Alla responsabilità non si sfugge perché non è una cosa che si può assumere a discrezione. Come vivono i giovani il peso della responsabilità?

«Dopo il Covid ci siamo accorti che questo è un punto sensibile sul quale lavorare. Mentre prima, alla proposta di volontariato – soprattutto ai più poveri – c’era una disponibilità immediata anche da parte di chi non è credente, oggi si fa più fatica a trovare questa disponibilità. Il giovane stima questo mondo ma non vuole accogliere la responsabilità di un tempo da dedicare agli altri. Lo si può vedere dalla decrescita della domanda di servizio civile, che rappresenta un ottimo parametro di una realtà più ampia. Chi invece accoglie la responsabilità, lo fa con un entusiasmo più grande rispetto a quando questo dato era scontato».

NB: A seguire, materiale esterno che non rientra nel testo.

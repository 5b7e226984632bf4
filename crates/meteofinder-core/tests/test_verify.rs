mod common;

use std::collections::VecDeque;
use std::path::PathBuf;
use std::sync::atomic::{AtomicUsize, Ordering};
use std::sync::{Arc, Mutex};
use std::time::{Duration, Instant};

use approx::assert_relative_eq;

use meteofinder_core::error::RemoteError;
use meteofinder_core::lines::LineSegment;
use meteofinder_core::verify::{
    prepare_upload, Classification, Confidence, MeteorClassifier, RemoteVerifier, UploadSettings,
    VerificationRequest, VerifierSettings,
};

/// Replies from a script, then `Ok(meteor)` once the script runs out.
struct ScriptedClassifier {
    script: Mutex<VecDeque<Result<Classification, RemoteError>>>,
    calls: AtomicUsize,
}

impl ScriptedClassifier {
    fn new(script: Vec<Result<Classification, RemoteError>>) -> Arc<Self> {
        Arc::new(Self {
            script: Mutex::new(script.into()),
            calls: AtomicUsize::new(0),
        })
    }

    fn calls(&self) -> usize {
        self.calls.load(Ordering::SeqCst)
    }
}

impl MeteorClassifier for ScriptedClassifier {
    fn name(&self) -> &str {
        "scripted"
    }

    fn classify(&self, _request: &VerificationRequest) -> Result<Classification, RemoteError> {
        self.calls.fetch_add(1, Ordering::SeqCst);
        self.script
            .lock()
            .unwrap()
            .pop_front()
            .unwrap_or_else(|| Ok(meteor(true)))
    }
}

fn meteor(is_meteor: bool) -> Classification {
    Classification {
        is_meteor,
        confidence: Confidence::Medium,
        description: "test".into(),
    }
}

fn request() -> VerificationRequest {
    VerificationRequest {
        path: PathBuf::from("sky.jpg"),
        segment: None,
        analysis_scale: 1.0,
        local_score: 0.8,
    }
}

fn fast_settings() -> VerifierSettings {
    VerifierSettings {
        min_interval_ms: 0,
        ..Default::default()
    }
}

fn verifier(
    classifier: &Arc<ScriptedClassifier>,
    settings: VerifierSettings,
) -> RemoteVerifier {
    RemoteVerifier::new(Arc::clone(classifier) as Arc<dyn MeteorClassifier>, settings)
}

// ---------------------------------------------------------------------------
// Outcomes and accounting
// ---------------------------------------------------------------------------

#[test]
fn test_confirmed_and_refuted_are_counted() {
    let classifier = ScriptedClassifier::new(vec![Ok(meteor(true)), Ok(meteor(false))]);
    let v = verifier(&classifier, fast_settings());

    assert_eq!(v.verify(&request()), Some(Ok(meteor(true))));
    assert_eq!(v.verify(&request()), Some(Ok(meteor(false))));

    let budget = v.budget();
    assert_eq!(budget.escalations, 2);
    assert_eq!(budget.attempts, 2);
    assert_eq!(budget.confirmed, 1);
    assert_eq!(budget.refuted, 1);
    assert_eq!(budget.failed, 0);
    assert_eq!(v.classifier_name(), "scripted");
}

#[test]
fn test_escalation_is_counted_even_when_the_call_fails() {
    let classifier = ScriptedClassifier::new(vec![Err(RemoteError::Unknown("boom".into()))]);
    let v = verifier(&classifier, fast_settings());

    assert!(matches!(v.verify(&request()), Some(Err(RemoteError::Unknown(_)))));
    let budget = v.budget();
    assert_eq!(budget.escalations, 1);
    assert_eq!(budget.failed, 1);
}

#[test]
fn test_try_begin_counts_without_calling() {
    let classifier = ScriptedClassifier::new(vec![]);
    let v = verifier(&classifier, fast_settings());
    assert!(v.try_begin());
    assert_eq!(v.budget().escalations, 1);
    assert_eq!(classifier.calls(), 0);
}

#[test]
fn test_claimed_call_is_counted_once() {
    let classifier = ScriptedClassifier::new(vec![Ok(meteor(false))]);
    let v = verifier(&classifier, fast_settings());
    assert!(v.try_begin());
    assert_eq!(v.call(&request()), Ok(meteor(false)));

    let budget = v.budget();
    assert_eq!(budget.escalations, 1);
    assert_eq!(budget.refuted, 1);
    assert_eq!(classifier.calls(), 1);
}

#[test]
fn test_cost_estimate_follows_attempts() {
    let classifier = ScriptedClassifier::new(vec![Err(RemoteError::Transient("reset".into()))]);
    let settings = VerifierSettings {
        cost_per_call_usd: 0.01,
        ..fast_settings()
    };
    let v = verifier(&classifier, settings);
    v.verify(&request());
    let budget = v.budget();
    assert_eq!(budget.attempts, 2);
    assert_relative_eq!(budget.estimated_cost(), 0.02);
}

// ---------------------------------------------------------------------------
// Retries
// ---------------------------------------------------------------------------

#[test]
fn test_transient_failure_is_retried_once() {
    let classifier = ScriptedClassifier::new(vec![
        Err(RemoteError::Transient("reset".into())),
        Ok(meteor(true)),
    ]);
    let v = verifier(&classifier, fast_settings());

    assert_eq!(v.verify(&request()), Some(Ok(meteor(true))));
    assert_eq!(classifier.calls(), 2);
    assert_eq!(v.budget().escalations, 1);
}

#[test]
fn test_retry_limit_is_respected() {
    let classifier = ScriptedClassifier::new(vec![
        Err(RemoteError::Transient("reset".into())),
        Err(RemoteError::Transient("reset again".into())),
        Ok(meteor(true)),
    ]);
    let v = verifier(&classifier, fast_settings());

    assert!(matches!(v.verify(&request()), Some(Err(RemoteError::Transient(_)))));
    assert_eq!(classifier.calls(), 2);
}

#[test]
fn test_other_failures_are_not_retried() {
    for error in [
        RemoteError::Unauthorized("401".into()),
        RemoteError::RateLimited("429".into()),
        RemoteError::Timeout(60),
        RemoteError::Unknown("400".into()),
    ] {
        let classifier = ScriptedClassifier::new(vec![Err(error.clone())]);
        let v = verifier(&classifier, fast_settings());
        assert_eq!(v.verify(&request()), Some(Err(error)));
        assert_eq!(classifier.calls(), 1);
    }
}

// ---------------------------------------------------------------------------
// Degradation and caps
// ---------------------------------------------------------------------------

#[test]
fn test_repeated_auth_failures_degrade_to_local_only() {
    let script = (0..5)
        .map(|_| Err(RemoteError::Unauthorized("bad key".into())))
        .collect();
    let classifier = ScriptedClassifier::new(script);
    let v = verifier(&classifier, fast_settings());

    for _ in 0..3 {
        assert!(matches!(v.verify(&request()), Some(Err(_))));
    }
    assert!(v.is_degraded());
    assert_eq!(v.verify(&request()), None);
    assert_eq!(classifier.calls(), 3);
    assert_eq!(v.budget().escalations, 3);
}

#[test]
fn test_success_resets_the_failure_streak() {
    let unknown = || Err(RemoteError::Unknown("500-ish".into()));
    let classifier = ScriptedClassifier::new(vec![
        unknown(),
        unknown(),
        Ok(meteor(true)),
        unknown(),
        unknown(),
    ]);
    let v = verifier(&classifier, fast_settings());
    for _ in 0..5 {
        v.verify(&request());
    }
    assert!(!v.is_degraded());
    assert!(v.verify(&request()).is_some());
}

#[test]
fn test_escalation_cap_refuses_further_calls() {
    let classifier = ScriptedClassifier::new(vec![]);
    let settings = VerifierSettings {
        max_escalations: Some(2),
        ..fast_settings()
    };
    let v = verifier(&classifier, settings);

    assert!(v.verify(&request()).is_some());
    assert!(v.verify(&request()).is_some());
    assert_eq!(v.verify(&request()), None);
    assert_eq!(classifier.calls(), 2);
    assert!(v.budget().is_exhausted());
}

#[test]
fn test_cap_holds_across_threads() {
    let classifier = ScriptedClassifier::new(vec![]);
    let settings = VerifierSettings {
        max_escalations: Some(5),
        ..fast_settings()
    };
    let v = verifier(&classifier, settings);

    let granted = AtomicUsize::new(0);
    std::thread::scope(|scope| {
        for _ in 0..12 {
            scope.spawn(|| {
                if v.verify(&request()).is_some() {
                    granted.fetch_add(1, Ordering::SeqCst);
                }
            });
        }
    });
    assert_eq!(granted.load(Ordering::SeqCst), 5);
    assert_eq!(classifier.calls(), 5);
}

#[test]
fn test_calls_are_spaced_by_min_interval() {
    let classifier = ScriptedClassifier::new(vec![]);
    let settings = VerifierSettings {
        min_interval_ms: 40,
        ..Default::default()
    };
    let v = verifier(&classifier, settings);

    let start = Instant::now();
    for _ in 0..3 {
        v.verify(&request());
    }
    assert!(start.elapsed() >= Duration::from_millis(80));
}

// ---------------------------------------------------------------------------
// Upload preparation
// ---------------------------------------------------------------------------

#[test]
fn test_small_file_is_sent_unchanged() {
    let dir = tempfile::tempdir().unwrap();
    let path = common::write_sky(dir.path(), "sky.png", &common::meteor_sky());
    let raw = std::fs::read(&path).unwrap();

    let upload = prepare_upload(&path, None, 1.0, &UploadSettings::default()).unwrap();
    assert_eq!(upload.media_type, "image/png");
    assert_eq!(upload.bytes, raw);
}

#[test]
fn test_small_bitmap_is_reencoded_as_jpeg() {
    let dir = tempfile::tempdir().unwrap();
    for name in ["sky.bmp", "sky.tif"] {
        let path = dir.path().join(name);
        common::meteor_sky().save_rgb(&path);

        let upload = prepare_upload(&path, None, 1.0, &UploadSettings::default()).unwrap();
        assert_eq!(upload.media_type, "image/jpeg", "{name}");
        assert_eq!(&upload.bytes[..2], &[0xFF, 0xD8]);
        let decoded = image::load_from_memory(&upload.bytes).unwrap();
        assert_eq!((decoded.width(), decoded.height()), (400, 300));
    }
}

#[test]
fn test_oversized_file_is_reencoded_as_jpeg() {
    let dir = tempfile::tempdir().unwrap();
    let path = common::write_sky(dir.path(), "sky.png", &common::meteor_sky());
    let settings = UploadSettings {
        max_bytes: 64,
        ..Default::default()
    };

    let upload = prepare_upload(&path, None, 1.0, &settings).unwrap();
    assert_eq!(upload.media_type, "image/jpeg");
    // JPEG magic; the tiny limit cannot be met so the smallest attempt is sent.
    assert_eq!(&upload.bytes[..2], &[0xFF, 0xD8]);
}

#[test]
fn test_crop_around_candidate_shrinks_the_image() {
    let dir = tempfile::tempdir().unwrap();
    let path = common::write_sky(dir.path(), "sky.png", &common::faint_short_sky());
    let settings = UploadSettings {
        crop_to_candidate: true,
        ..Default::default()
    };
    let segment = LineSegment::new(70.0, 60.0, 100.0, 80.0, 30);

    let upload = prepare_upload(&path, Some(&segment), 1.0, &settings).unwrap();
    assert_eq!(upload.media_type, "image/jpeg");
    let decoded = image::load_from_memory(&upload.bytes).unwrap();
    assert!(decoded.width() < 200 && decoded.height() < 150);
}

#[test]
fn test_base64_encoding() {
    let dir = tempfile::tempdir().unwrap();
    let path = common::write_sky(dir.path(), "sky.png", &common::empty_sky());
    let upload = prepare_upload(&path, None, 1.0, &UploadSettings::default()).unwrap();
    let encoded = upload.to_base64();
    assert_eq!(encoded.len() % 4, 0);
    assert!(encoded.len() >= upload.bytes.len() * 4 / 3);
}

Quali differenze, o eventuali punti di contatto, ci sono con le vecchie generazioni, quelle che in qualche modo hanno orientato il nostro presente?

«Giovani” da sempre è uguale a “entusiasmo”. La bellezza di questo tempo rimane intatta con le sue contraddizioni, i suoi linguaggi mutevoli, il suo desiderio di vita piena, mai la disponibilità a contrattare sugli ideali. Oggi un adolescente sceglie BeReal come social di riferimento perché rispetto alla generazione di Instagram non vuole più fotoritoccarsi, non vuole filtri, e vive una dimensione di crossmedialità in cui non ci sono ancora figure educative formate. Un boomer vive il proprio spazio di socialità su Facebook e quando si approccia a TikTok lo fa spesso in maniera goffa. Se uno spulcia un po’ i social la differenza si nota subito. In realtà, pur avendo acquisito competenze nella fruizione dei prodotti di comunicazione, io riscontro una difficoltà nella produzione creativa di contenuti e nella capacità critica di lettura».

Noi adulti come possiamo accompagnare i giovani nel loro percorso di crescita? «Una ricetta non c’è. Stare accanto ai giovani è un lavoro artigianale, si impara camminando con loro. Non davanti per segnare il passo, andranno altrove. Non dietro per custodirli, non prenderanno mai il largo. Ma accanto, gomito a gomito, dando loro la possibilità di provarsi in un ambiente custodito. Prove di vita adulta da sostenere verso una vita piena. Ecco! È una bella sfida e come tale: o ci si sta dentro accogliendola, o si generano fondamentalismi non generativi. Quando ti appassioni ai giovani ti viene una gran voglia di renderli felici, ma mai sostituirsi alla costruzione della loro felicità. Si è felici davvero se si è artefici di una condizione bella, non sempre perfetta, in cui ci si sente protagonista».